Reviewed by Dennis Schwartz
Nicole Riegel’s feature debut, filmed in a raw documentary style in the same area she was raised and escaped from, using handheld 16mm cameras for greater effect (even as we’re in the digital age), is a familiar sad tale about the woes of uneducated workers. It’s competently made and heart-wrenching, thanks to the powerful performance of Jessica Barden, the 28-year-old British actress as Ruth. She’s a struggling Southern Ohio bookish high school teenager who strips buildings of metal to earn cash in a dying Rust Belt town called Jackson, a town she can’t escape from. Her mom (Pamela Adlon) screwed up after getting hooked on pain killers to treat a hand injury, and now is in prison on a detox program.
Ruth’s helpful older brother Blaze (Gus Halper) ekes out a survivalist living by doing odd jobs in town, and helping her get the metal scrapings to sell for a pittance to the adult exploiter Hark (Austin Amelio), and to others for a better price.

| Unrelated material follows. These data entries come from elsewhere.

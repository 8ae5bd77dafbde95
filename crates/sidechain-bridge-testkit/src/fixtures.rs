//! Test fixtures and helpers.
//!
//! Deterministic builders for records and VRF material, so tests in any
//! crate can reproduce the same values from a single number.

use rand::rngs::StdRng;
use rand::{RngCore, SeedableRng};

use sidechain_bridge::{ForwardTransfer, SidechainCreation};
use sidechain_bridge_core::vrf::{SchnorrkelVrf, VrfKeyGenerator};
use sidechain_bridge_core::{
    ForwardTransferOutput, Result, SidechainCreationOutput, SidechainId, TxHash, VrfProof,
    VrfPublicKey,
};

/// Sidechain id used by fixtures unless a test picks its own.
pub const FIXTURE_SIDECHAIN_ID: SidechainId = SidechainId([0x5c; 32]);

/// A reproducible VRF proof with everything needed to verify it.
#[derive(Debug, Clone)]
pub struct VrfFixture {
    pub public_key: VrfPublicKey,
    pub message: [u8; 32],
    pub proof: VrfProof,
}

/// Generate a VRF proof from a numeric seed.
///
/// The seeded RNG yields a 32-byte key seed, then a 32-byte message; the
/// derived key proves the message.
pub fn generate_vrf_fixture(seed: u64) -> VrfFixture {
    let mut rng = StdRng::seed_from_u64(seed);

    let mut vrf_seed = [0u8; 32];
    rng.fill_bytes(&mut vrf_seed);
    let (secret, public_key) = SchnorrkelVrf
        .generate(&vrf_seed)
        .expect("32-byte seed is always accepted");

    let mut message = [0u8; 32];
    rng.fill_bytes(&mut message);

    VrfFixture {
        public_key,
        message,
        proof: secret.prove(&message),
    }
}

/// Just the proof from [`generate_vrf_fixture`].
pub fn generate_proof(seed: u64) -> VrfProof {
    generate_vrf_fixture(seed).proof
}

/// A forward transfer to `destination` (given in mainchain order).
pub fn forward_transfer(
    destination: [u8; 32],
    amount: u64,
    tx_hash: TxHash,
    index: u32,
) -> ForwardTransfer {
    let output = ForwardTransferOutput::new(amount, destination, FIXTURE_SIDECHAIN_ID);
    ForwardTransfer::new(output, tx_hash, index)
}

/// A sidechain creation with the given epoch length.
///
/// A zero epoch length is rejected just as the mainchain decoder would.
pub fn sidechain_creation(
    withdrawal_epoch_length: u32,
    tx_hash: TxHash,
    index: u32,
) -> Result<SidechainCreation> {
    let output = SidechainCreationOutput::new(
        FIXTURE_SIDECHAIN_ID,
        withdrawal_epoch_length,
        0,
        [0u8; 32],
    )?;
    Ok(SidechainCreation::new(output, tx_hash, index))
}

/// A 32-byte mainchain-order destination whose first 20 bytes are `key`
/// and whose remainder is zero.
pub fn padded_destination(key: &[u8; 20]) -> [u8; 32] {
    let mut out = [0u8; 32];
    out[..20].copy_from_slice(key);
    out
}

#[cfg(test)]
mod tests {
    use super::*;
    use sidechain_bridge::SidechainRelatedMainchainOutput;
    use sidechain_bridge_core::CoreError;

    #[test]
    fn test_vrf_fixture_verifies() {
        let fixture = generate_vrf_fixture(7);
        assert!(fixture.public_key.verify(&fixture.proof, &fixture.message));
    }

    #[test]
    fn test_vrf_fixture_reproducible() {
        assert_eq!(generate_proof(1).to_bytes(), generate_proof(1).to_bytes());
        assert_ne!(generate_proof(1).to_bytes(), generate_proof(2).to_bytes());
    }

    #[test]
    fn test_fixture_records() {
        let ft = forward_transfer([0x01; 32], 5, TxHash::ZERO, 0);
        assert_eq!(ft.sidechain_id(), FIXTURE_SIDECHAIN_ID);

        let sc = sidechain_creation(720, TxHash::ZERO, 0).unwrap();
        assert_eq!(sc.withdrawal_epoch_length(), 720);
        assert_eq!(SidechainCreation::parse_bytes(&sc.bytes()).unwrap(), sc);

        let err = sidechain_creation(0, TxHash::ZERO, 0).unwrap_err();
        assert!(matches!(err, CoreError::DecodeFailure(_)));
    }

    #[test]
    fn test_padded_destination() {
        let dest = padded_destination(&[0xee; 20]);
        assert_eq!(&dest[..20], &[0xee; 20]);
        assert_eq!(&dest[20..], &[0u8; 12]);
    }
}
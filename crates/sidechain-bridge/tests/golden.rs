//! Golden values for the genesis bootstrap.
//!
//! Every node must derive exactly these keys from the genesis passphrases.
//! The expected values were computed with an independent Ed25519, Blake2b
//! and Ristretto255 implementation. The VRF values change if the key
//! expansion, the transcript labels or the proving nonce derivation change,
//! any of which would fork genesis.

use sidechain_bridge::core::{blake2b256, SchnorrkelVrf, VrfKeyGenerator, VrfProof};
use sidechain_bridge::genesis::{
    GENESIS_FORGER_BOX_NONCE, GENESIS_INITIAL_VALUE, GENESIS_REWARD_SEED, GENESIS_STAKE_SEED,
};
use sidechain_bridge::GenesisContext;

const STAKE_SECRET: &str = "bc498f7a153985552d8cb9bb438fffdce706f6d8082cd1cffec2ec8627cd06d3";
const STAKE_PUBLIC: &str = "adf90fc71e3d974929a7f85bb2b06aa8e2973585bb715bb6c91113c91075ff4c";
const REWARD_SECRET: &str = "f402bafd8acf2d76d073fbe6b06d7729edb943e46c26bc70069ba9fe47d096d8";
const REWARD_PUBLIC: &str = "ab4302b8ff6fbd147262841c0a231965ab192c9912e20d45dfe8967453694cfc";
const VRF_PUBLIC: &str = "1c322ec4e32d9522e94e0fc6f03b7e0ff75d34cef6c6d9aa1e6135c1b12e6308";
/// Genesis VRF proof over `b"genesis"`: pre-output, then `c`, then `s`.
const VRF_PROOF_OVER_GENESIS: &str = concat!(
    "6a69548146e011f5024318d6a7c6c2489856e3c59d3c203315ac3b5a90bb7250",
    "e7d58cf494aadf0f5b95f9ad273746690530dd0b0463a9c993f7994708724b0c",
    "7bce21c3b6faa26258887233e43fc4dd4613788cde5920589afd82a34faf6105",
);

#[test]
fn genesis_seeds_stretch_to_known_secrets() {
    assert_eq!(hex::encode(blake2b256(GENESIS_STAKE_SEED)), STAKE_SECRET);
    assert_eq!(hex::encode(blake2b256(GENESIS_REWARD_SEED)), REWARD_SECRET);
}

#[test]
fn genesis_keys_match_golden_values() {
    let genesis = GenesisContext::derive().unwrap();

    assert_eq!(hex::encode(genesis.stake_keys().secret_bytes()), STAKE_SECRET);
    assert_eq!(genesis.stake_keys().proposition().to_hex(), STAKE_PUBLIC);
    assert_eq!(hex::encode(genesis.reward_keys().secret_bytes()), REWARD_SECRET);
    assert_eq!(genesis.reward_keys().proposition().to_hex(), REWARD_PUBLIC);
}

#[test]
fn genesis_forger_box_matches_golden_values() {
    let forger_box = *GenesisContext::derive().unwrap().forger_box();

    assert_eq!(forger_box.proposition.to_hex(), STAKE_PUBLIC);
    assert_eq!(forger_box.reward_proposition.to_hex(), REWARD_PUBLIC);
    assert_eq!(forger_box.nonce, GENESIS_FORGER_BOX_NONCE);
    assert_eq!(forger_box.value, GENESIS_INITIAL_VALUE);
}

#[test]
fn genesis_vrf_key_matches_golden_value() {
    let genesis = GenesisContext::derive().unwrap();

    assert_eq!(genesis.vrf_public().to_hex(), VRF_PUBLIC);
    assert_eq!(genesis.forger_box().vrf_public_key.to_hex(), VRF_PUBLIC);
}

#[test]
fn genesis_vrf_key_is_seeded_by_reward_secret() {
    let reward_secret = hex::decode(REWARD_SECRET).unwrap();
    let (_, public) = SchnorrkelVrf.generate(&reward_secret).unwrap();

    assert_eq!(public.to_hex(), VRF_PUBLIC);
}

#[test]
fn genesis_vrf_proof_matches_golden_value() {
    let genesis = GenesisContext::derive().unwrap();
    let proof = genesis.vrf_secret().prove(b"genesis");

    assert_eq!(hex::encode(proof.to_bytes()), VRF_PROOF_OVER_GENESIS);

    let pinned = VrfProof::from_bytes(&hex::decode(VRF_PROOF_OVER_GENESIS).unwrap()).unwrap();
    assert!(genesis.vrf_public().verify(&pinned, b"genesis"));
    assert!(!genesis.vrf_public().verify(&pinned, b"genesis!"));
}
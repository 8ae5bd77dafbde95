//! Genesis bootstrap: the hardcoded forger box that lets the first block be
//! forged.
//!
//! Before any stake has been delegated there is no forger box, so none could
//! produce a VRF proof for the first slot. The sidechain creation output
//! therefore resolves to a single forger box whose keys come from fixed
//! passphrases. Every node derives the same keys from the same strings; that
//! reproducibility is the point, so the seeds must never be replaced with
//! real randomness.

use std::sync::OnceLock;

use sidechain_bridge_core::vrf::{SchnorrkelVrf, VrfKeyGenerator, VrfPublicKey, VrfSecretKey};
use sidechain_bridge_core::{ForgerBox, Keypair};

use crate::error::{BridgeError, Result};

/// Passphrase for the genesis stake key.
pub const GENESIS_STAKE_SEED: &[u8] = b"ThatForgerBoxShallBeGetFromGenesisBoxNotHardcoded";

/// Passphrase for the genesis reward key.
pub const GENESIS_REWARD_SEED: &[u8] = b"RewardKeyPair";

/// Fixed nonce of the genesis forger box.
pub const GENESIS_FORGER_BOX_NONCE: u64 = 42;

/// Value held by the genesis forger box.
pub const GENESIS_INITIAL_VALUE: u64 = 1_000_000;

static GLOBAL: OnceLock<GenesisContext> = OnceLock::new();

/// Keys and forger box used at chain genesis.
///
/// Read-only once derived. Pass it to whatever converts sidechain creation
/// outputs, or use [`GenesisContext::global`] for the process-wide copy.
#[derive(Debug, Clone)]
pub struct GenesisContext {
    stake_keys: Keypair,
    reward_keys: Keypair,
    vrf_secret: VrfSecretKey,
    vrf_public: VrfPublicKey,
    forger_box: ForgerBox,
}

impl GenesisContext {
    /// Derive the genesis context with the default VRF.
    pub fn derive() -> Result<Self> {
        Self::derive_with(&SchnorrkelVrf)
    }

    /// Derive the genesis context with a specific VRF implementation.
    ///
    /// The VRF seed is the reward key's secret. Failure here means the node
    /// cannot start.
    pub fn derive_with<V: VrfKeyGenerator>(vrf: &V) -> Result<Self> {
        let stake_keys = Keypair::from_passphrase(GENESIS_STAKE_SEED);
        let reward_keys = Keypair::from_passphrase(GENESIS_REWARD_SEED);

        let (vrf_secret, vrf_public) = vrf
            .generate(&reward_keys.secret_bytes())
            .map_err(|e| BridgeError::GenesisInitFailure(e.to_string()))?;

        let forger_box = ForgerBox::new(
            stake_keys.proposition(),
            GENESIS_FORGER_BOX_NONCE,
            GENESIS_INITIAL_VALUE,
            reward_keys.proposition(),
            vrf_public,
        );

        tracing::info!(
            stake = %stake_keys.proposition(),
            reward = %reward_keys.proposition(),
            vrf = ?vrf_public,
            "derived genesis forger box"
        );

        Ok(Self {
            stake_keys,
            reward_keys,
            vrf_secret,
            vrf_public,
            forger_box,
        })
    }

    /// The process-wide genesis context, derived on first call.
    ///
    /// Call this once during startup, before the first block is processed,
    /// and abort on error.
    pub fn global() -> Result<&'static Self> {
        if let Some(ctx) = GLOBAL.get() {
            return Ok(ctx);
        }
        let ctx = Self::derive()?;
        // A racing thread may have won; both derived identical values.
        Ok(GLOBAL.get_or_init(|| ctx))
    }

    /// The genesis forger box.
    pub fn forger_box(&self) -> &ForgerBox {
        &self.forger_box
    }

    pub fn stake_keys(&self) -> &Keypair {
        &self.stake_keys
    }

    pub fn reward_keys(&self) -> &Keypair {
        &self.reward_keys
    }

    /// VRF secret for forging the first block.
    pub fn vrf_secret(&self) -> &VrfSecretKey {
        &self.vrf_secret
    }

    pub fn vrf_public(&self) -> &VrfPublicKey {
        &self.vrf_public
    }
}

Things look dire when Ruth gets an eviction notice. But a soft-hearted teacher gets her to fill out an application for college admittance and she’s accepted after her brother hands it in for her. It seems like an awkward way to end the narrative, but it makes us think if getting a higher education is really the only way out of her bleak life.
Holler expands on the filmmaker’s 2016 short of the same title. This seems to be a subject Riegel is well-versed in.